- [Instructions to follow] Copies of all lines that contain "InvokeFactory" are needed; take them from the data below.
═════ Information
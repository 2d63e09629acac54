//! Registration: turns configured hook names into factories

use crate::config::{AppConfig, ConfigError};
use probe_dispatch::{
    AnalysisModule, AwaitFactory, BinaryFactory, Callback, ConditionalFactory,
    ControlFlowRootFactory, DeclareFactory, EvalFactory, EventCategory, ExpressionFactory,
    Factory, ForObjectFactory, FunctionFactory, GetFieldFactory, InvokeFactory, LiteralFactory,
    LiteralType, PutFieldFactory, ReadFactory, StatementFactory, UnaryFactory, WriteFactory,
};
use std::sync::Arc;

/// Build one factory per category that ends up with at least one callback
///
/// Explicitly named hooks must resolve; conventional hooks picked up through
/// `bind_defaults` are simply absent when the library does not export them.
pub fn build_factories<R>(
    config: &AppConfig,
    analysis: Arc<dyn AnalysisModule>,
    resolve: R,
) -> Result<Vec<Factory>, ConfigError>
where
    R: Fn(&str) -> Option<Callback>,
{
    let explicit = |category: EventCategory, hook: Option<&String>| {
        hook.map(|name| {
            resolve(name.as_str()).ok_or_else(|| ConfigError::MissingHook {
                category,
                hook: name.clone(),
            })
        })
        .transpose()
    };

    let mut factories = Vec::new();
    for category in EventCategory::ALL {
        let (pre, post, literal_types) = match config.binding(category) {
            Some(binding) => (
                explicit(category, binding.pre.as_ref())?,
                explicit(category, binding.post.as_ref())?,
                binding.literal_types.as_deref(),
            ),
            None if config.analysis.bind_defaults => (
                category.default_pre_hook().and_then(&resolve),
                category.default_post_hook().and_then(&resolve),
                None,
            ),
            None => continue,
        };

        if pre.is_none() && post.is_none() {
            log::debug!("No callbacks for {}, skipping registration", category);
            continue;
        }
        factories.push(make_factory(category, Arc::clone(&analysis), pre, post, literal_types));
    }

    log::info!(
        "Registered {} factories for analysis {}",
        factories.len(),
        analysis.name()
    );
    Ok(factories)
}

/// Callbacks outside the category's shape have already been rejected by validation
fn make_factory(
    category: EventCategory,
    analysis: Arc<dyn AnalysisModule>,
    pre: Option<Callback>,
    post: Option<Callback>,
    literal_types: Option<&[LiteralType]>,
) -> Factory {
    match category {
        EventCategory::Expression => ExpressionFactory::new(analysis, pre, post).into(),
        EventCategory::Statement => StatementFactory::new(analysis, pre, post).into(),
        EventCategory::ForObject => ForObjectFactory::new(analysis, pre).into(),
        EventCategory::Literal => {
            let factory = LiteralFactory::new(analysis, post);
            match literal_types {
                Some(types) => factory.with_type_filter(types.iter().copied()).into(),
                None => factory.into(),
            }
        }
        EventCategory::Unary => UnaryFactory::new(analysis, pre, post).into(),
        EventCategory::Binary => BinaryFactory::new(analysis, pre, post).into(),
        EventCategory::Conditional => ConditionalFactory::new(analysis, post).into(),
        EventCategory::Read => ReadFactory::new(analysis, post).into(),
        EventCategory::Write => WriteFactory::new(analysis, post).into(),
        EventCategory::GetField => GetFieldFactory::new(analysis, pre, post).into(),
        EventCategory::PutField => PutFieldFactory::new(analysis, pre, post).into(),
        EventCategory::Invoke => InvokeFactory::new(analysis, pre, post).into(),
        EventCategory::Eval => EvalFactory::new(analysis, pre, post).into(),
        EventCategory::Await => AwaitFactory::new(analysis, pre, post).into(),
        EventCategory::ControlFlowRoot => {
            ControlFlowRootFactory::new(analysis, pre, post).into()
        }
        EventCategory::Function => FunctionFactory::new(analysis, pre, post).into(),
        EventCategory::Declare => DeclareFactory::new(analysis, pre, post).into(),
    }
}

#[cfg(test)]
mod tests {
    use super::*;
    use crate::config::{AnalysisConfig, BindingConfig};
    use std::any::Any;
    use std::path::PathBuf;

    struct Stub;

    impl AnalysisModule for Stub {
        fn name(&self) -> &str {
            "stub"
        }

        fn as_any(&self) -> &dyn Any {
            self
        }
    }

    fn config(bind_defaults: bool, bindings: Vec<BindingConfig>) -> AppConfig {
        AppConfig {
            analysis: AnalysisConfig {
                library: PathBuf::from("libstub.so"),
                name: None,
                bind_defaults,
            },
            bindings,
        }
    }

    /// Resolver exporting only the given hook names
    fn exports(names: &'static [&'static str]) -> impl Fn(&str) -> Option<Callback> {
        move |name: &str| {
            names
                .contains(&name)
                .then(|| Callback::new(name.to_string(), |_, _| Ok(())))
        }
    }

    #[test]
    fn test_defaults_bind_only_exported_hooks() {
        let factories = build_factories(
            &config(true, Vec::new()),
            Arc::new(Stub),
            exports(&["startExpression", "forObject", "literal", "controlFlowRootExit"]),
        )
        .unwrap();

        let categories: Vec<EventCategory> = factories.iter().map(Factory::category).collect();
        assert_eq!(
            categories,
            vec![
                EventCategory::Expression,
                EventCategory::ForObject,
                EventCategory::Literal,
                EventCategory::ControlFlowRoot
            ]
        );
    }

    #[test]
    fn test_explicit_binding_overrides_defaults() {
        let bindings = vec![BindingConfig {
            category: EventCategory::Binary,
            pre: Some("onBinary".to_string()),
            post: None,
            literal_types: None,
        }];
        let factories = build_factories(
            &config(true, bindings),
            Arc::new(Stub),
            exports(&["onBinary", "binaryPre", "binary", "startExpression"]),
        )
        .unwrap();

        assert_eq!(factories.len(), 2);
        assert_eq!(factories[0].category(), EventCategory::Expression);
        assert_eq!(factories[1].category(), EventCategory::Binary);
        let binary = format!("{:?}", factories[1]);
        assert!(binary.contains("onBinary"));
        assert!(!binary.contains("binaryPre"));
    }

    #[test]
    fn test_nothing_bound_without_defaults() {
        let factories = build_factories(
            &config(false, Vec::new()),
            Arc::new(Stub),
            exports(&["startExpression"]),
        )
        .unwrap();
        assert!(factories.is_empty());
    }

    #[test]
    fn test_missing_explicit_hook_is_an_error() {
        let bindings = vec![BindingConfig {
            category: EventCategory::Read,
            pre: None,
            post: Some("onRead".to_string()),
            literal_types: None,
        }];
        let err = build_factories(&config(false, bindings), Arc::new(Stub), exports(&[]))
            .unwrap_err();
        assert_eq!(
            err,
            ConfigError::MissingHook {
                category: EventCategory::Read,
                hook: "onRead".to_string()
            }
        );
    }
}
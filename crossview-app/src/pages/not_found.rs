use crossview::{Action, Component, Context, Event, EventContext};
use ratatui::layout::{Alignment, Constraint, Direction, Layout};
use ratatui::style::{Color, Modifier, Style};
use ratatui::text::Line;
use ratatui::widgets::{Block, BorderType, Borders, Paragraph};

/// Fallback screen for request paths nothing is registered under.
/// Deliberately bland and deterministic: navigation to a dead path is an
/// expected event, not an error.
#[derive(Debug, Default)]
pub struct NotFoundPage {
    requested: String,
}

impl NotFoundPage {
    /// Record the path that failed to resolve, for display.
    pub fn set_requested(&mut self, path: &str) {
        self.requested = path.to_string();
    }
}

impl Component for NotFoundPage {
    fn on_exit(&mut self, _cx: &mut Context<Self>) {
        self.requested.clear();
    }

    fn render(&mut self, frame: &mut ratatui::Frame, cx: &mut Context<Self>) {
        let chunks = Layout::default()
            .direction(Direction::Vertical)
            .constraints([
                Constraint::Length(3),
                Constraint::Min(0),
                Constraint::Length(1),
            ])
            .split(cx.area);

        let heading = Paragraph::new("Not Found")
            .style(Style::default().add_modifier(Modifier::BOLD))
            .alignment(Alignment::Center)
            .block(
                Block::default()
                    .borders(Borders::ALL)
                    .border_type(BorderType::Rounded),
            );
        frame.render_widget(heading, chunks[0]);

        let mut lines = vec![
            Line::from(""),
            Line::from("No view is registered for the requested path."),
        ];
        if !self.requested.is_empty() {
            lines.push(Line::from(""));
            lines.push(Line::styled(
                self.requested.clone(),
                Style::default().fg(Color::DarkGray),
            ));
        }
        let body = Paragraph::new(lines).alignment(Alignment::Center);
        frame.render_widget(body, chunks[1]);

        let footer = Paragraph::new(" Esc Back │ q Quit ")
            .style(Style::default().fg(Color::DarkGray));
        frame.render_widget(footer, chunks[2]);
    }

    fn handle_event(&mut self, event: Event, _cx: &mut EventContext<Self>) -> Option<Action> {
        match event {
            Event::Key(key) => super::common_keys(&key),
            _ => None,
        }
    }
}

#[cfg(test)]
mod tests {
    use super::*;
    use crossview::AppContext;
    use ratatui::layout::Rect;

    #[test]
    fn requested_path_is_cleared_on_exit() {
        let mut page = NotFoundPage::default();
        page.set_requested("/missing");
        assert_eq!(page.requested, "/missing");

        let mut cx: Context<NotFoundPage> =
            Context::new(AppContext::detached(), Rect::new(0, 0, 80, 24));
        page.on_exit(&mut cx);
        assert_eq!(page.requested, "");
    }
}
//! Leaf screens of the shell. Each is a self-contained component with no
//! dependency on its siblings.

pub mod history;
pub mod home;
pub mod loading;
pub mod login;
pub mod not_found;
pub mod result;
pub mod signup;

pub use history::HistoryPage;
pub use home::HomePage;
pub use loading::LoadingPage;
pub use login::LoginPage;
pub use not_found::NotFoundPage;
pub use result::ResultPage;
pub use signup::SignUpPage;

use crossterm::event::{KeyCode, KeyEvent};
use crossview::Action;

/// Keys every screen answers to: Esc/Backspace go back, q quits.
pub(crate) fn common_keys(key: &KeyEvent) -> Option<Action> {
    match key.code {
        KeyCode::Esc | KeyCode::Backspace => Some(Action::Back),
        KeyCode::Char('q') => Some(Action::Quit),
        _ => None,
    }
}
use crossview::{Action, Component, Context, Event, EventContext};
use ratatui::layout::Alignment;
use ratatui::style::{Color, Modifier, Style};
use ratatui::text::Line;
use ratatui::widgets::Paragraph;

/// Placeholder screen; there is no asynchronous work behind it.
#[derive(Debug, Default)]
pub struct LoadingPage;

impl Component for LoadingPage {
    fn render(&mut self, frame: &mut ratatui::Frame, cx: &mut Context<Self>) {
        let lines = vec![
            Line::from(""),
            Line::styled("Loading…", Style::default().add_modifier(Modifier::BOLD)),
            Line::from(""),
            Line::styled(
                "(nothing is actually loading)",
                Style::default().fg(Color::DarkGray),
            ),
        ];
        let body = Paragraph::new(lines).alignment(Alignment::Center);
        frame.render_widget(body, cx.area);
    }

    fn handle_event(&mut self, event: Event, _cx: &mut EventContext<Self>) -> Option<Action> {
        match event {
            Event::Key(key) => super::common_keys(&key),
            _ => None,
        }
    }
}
══════════
- [Exercise answer]
    Factory, ForObjectFactory, FunctionFactory, GetFieldFactory, InvokeFactory, LiteralFactory,
        EventCategory::Invoke => InvokeFactory::new(analysis, pre, post).into(),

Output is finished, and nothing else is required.